▸ Task statement
Among the records below, find the lines that hold the word "when" and report how many there are, with no other words.
══════════════════════════════
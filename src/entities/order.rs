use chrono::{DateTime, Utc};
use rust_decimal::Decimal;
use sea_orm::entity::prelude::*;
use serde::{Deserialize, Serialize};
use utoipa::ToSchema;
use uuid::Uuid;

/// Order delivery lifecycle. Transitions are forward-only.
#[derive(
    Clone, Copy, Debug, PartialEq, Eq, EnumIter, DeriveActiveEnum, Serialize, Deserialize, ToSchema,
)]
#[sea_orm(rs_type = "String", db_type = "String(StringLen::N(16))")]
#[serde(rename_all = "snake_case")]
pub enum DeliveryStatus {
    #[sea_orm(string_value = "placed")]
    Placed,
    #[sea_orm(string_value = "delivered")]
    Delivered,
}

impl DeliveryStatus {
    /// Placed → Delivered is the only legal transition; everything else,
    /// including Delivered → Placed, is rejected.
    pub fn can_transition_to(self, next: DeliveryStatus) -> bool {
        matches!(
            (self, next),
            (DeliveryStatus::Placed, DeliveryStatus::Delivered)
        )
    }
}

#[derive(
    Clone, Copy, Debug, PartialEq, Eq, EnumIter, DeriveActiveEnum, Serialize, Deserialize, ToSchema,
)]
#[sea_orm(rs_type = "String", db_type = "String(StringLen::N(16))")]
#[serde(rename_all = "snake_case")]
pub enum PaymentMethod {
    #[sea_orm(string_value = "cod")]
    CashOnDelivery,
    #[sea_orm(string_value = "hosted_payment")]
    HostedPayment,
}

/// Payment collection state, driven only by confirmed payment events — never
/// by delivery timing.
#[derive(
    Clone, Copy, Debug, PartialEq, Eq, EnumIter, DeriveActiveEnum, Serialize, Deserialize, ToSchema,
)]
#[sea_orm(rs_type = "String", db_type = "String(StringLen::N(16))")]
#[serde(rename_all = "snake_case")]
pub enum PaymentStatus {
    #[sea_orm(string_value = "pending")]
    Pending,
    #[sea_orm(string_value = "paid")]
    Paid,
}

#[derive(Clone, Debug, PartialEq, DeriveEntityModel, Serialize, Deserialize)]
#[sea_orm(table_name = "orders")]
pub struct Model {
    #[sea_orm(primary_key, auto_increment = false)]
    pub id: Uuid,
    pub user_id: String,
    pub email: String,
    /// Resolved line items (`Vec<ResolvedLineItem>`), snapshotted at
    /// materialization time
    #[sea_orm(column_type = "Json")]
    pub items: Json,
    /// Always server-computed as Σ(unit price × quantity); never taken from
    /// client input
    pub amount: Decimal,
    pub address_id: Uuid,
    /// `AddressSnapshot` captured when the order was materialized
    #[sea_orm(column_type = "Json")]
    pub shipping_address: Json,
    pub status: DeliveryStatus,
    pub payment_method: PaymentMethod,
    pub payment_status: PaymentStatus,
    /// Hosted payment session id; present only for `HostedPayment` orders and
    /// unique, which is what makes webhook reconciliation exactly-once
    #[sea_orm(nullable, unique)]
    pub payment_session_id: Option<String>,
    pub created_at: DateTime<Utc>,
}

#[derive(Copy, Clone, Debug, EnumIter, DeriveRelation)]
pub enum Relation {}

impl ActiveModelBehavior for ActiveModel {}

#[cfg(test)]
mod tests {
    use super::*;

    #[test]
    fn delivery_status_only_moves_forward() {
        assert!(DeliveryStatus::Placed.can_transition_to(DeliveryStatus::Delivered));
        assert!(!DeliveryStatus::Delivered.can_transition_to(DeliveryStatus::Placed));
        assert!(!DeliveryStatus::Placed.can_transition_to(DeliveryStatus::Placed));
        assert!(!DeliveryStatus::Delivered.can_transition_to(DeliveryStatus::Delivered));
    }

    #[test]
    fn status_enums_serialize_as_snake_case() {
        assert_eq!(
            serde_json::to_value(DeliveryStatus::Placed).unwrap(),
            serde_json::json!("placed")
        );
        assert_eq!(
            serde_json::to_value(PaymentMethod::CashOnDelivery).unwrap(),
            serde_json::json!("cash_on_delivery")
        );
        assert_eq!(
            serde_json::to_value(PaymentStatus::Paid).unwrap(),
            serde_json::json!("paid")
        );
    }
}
══════════════════════════════
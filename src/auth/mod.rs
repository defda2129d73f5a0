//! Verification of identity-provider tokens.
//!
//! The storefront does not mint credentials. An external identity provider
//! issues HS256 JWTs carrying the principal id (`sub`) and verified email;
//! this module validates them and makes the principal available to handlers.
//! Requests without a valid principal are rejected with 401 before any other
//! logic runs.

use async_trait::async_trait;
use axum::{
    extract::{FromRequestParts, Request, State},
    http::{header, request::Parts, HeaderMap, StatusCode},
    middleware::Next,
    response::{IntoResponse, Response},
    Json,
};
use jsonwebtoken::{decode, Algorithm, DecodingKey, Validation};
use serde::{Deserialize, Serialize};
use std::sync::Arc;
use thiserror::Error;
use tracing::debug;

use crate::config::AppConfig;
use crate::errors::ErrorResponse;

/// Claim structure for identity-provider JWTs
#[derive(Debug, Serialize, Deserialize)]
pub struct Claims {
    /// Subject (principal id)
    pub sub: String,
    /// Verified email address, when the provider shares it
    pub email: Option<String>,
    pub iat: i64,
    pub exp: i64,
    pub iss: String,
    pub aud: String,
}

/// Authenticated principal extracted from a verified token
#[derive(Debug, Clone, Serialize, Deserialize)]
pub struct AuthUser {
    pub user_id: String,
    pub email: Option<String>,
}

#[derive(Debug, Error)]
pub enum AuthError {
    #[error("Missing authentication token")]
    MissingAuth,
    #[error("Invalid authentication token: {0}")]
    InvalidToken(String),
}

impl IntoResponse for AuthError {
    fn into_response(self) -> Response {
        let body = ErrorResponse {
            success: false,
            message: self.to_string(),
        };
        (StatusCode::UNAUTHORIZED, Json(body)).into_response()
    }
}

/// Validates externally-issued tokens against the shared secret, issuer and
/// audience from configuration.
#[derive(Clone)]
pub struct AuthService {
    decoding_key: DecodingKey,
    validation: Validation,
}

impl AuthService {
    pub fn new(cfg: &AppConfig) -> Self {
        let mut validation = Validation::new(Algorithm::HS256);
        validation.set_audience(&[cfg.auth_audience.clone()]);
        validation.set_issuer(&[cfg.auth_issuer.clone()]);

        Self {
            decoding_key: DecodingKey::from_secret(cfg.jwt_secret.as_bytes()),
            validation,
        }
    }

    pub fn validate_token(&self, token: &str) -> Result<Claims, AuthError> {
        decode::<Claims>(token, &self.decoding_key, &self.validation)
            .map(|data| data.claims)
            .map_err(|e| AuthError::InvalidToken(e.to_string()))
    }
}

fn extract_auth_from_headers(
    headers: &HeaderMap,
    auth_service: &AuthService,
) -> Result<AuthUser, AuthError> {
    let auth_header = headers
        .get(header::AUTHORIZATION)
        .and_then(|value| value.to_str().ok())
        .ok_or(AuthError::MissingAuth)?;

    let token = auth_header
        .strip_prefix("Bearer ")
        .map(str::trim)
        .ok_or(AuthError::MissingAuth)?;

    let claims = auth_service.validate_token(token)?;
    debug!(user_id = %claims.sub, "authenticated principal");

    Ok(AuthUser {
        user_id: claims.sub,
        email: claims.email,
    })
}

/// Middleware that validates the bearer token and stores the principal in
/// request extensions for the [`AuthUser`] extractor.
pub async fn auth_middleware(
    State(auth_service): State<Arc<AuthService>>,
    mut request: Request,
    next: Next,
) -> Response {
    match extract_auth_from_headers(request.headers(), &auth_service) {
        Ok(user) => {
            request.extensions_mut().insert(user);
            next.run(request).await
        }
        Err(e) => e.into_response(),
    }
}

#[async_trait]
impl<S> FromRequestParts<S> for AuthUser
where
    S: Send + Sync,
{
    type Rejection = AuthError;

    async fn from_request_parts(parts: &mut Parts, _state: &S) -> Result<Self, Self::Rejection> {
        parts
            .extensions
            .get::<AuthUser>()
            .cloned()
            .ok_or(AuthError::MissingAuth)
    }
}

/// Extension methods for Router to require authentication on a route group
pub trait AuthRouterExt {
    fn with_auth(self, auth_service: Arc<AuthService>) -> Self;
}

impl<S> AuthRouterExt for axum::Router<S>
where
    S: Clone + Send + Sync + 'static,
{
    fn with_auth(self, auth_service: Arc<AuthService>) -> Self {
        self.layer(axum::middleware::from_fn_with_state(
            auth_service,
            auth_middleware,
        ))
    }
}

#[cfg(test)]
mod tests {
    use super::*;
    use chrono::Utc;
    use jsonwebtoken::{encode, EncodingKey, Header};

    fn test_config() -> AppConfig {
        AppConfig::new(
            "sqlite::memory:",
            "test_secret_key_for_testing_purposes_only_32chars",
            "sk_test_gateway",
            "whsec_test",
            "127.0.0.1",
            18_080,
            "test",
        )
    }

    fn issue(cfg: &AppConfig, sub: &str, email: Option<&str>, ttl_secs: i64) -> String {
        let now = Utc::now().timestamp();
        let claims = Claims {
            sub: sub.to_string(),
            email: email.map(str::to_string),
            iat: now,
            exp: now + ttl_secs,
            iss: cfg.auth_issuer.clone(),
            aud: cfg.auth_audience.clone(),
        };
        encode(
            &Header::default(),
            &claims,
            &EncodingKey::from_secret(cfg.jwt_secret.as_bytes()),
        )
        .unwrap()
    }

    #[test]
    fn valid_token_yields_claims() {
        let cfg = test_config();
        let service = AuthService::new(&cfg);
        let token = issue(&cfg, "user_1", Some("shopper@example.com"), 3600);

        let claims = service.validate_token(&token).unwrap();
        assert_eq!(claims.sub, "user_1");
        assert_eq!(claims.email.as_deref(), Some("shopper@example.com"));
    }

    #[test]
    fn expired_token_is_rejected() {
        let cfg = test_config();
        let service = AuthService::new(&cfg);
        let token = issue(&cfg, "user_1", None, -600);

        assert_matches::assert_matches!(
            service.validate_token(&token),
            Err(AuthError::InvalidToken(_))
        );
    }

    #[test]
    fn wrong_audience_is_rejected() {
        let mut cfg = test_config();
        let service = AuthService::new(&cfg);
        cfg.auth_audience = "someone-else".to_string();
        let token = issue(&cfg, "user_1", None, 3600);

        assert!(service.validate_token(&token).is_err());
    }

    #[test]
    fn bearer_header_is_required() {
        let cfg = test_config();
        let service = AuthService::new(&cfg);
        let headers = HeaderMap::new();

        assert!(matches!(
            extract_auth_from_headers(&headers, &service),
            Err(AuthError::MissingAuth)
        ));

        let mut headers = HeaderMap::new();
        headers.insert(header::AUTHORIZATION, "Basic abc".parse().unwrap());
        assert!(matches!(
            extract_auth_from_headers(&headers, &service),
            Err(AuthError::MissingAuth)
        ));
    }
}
══════════════════════════════
▸ Completed exercise
2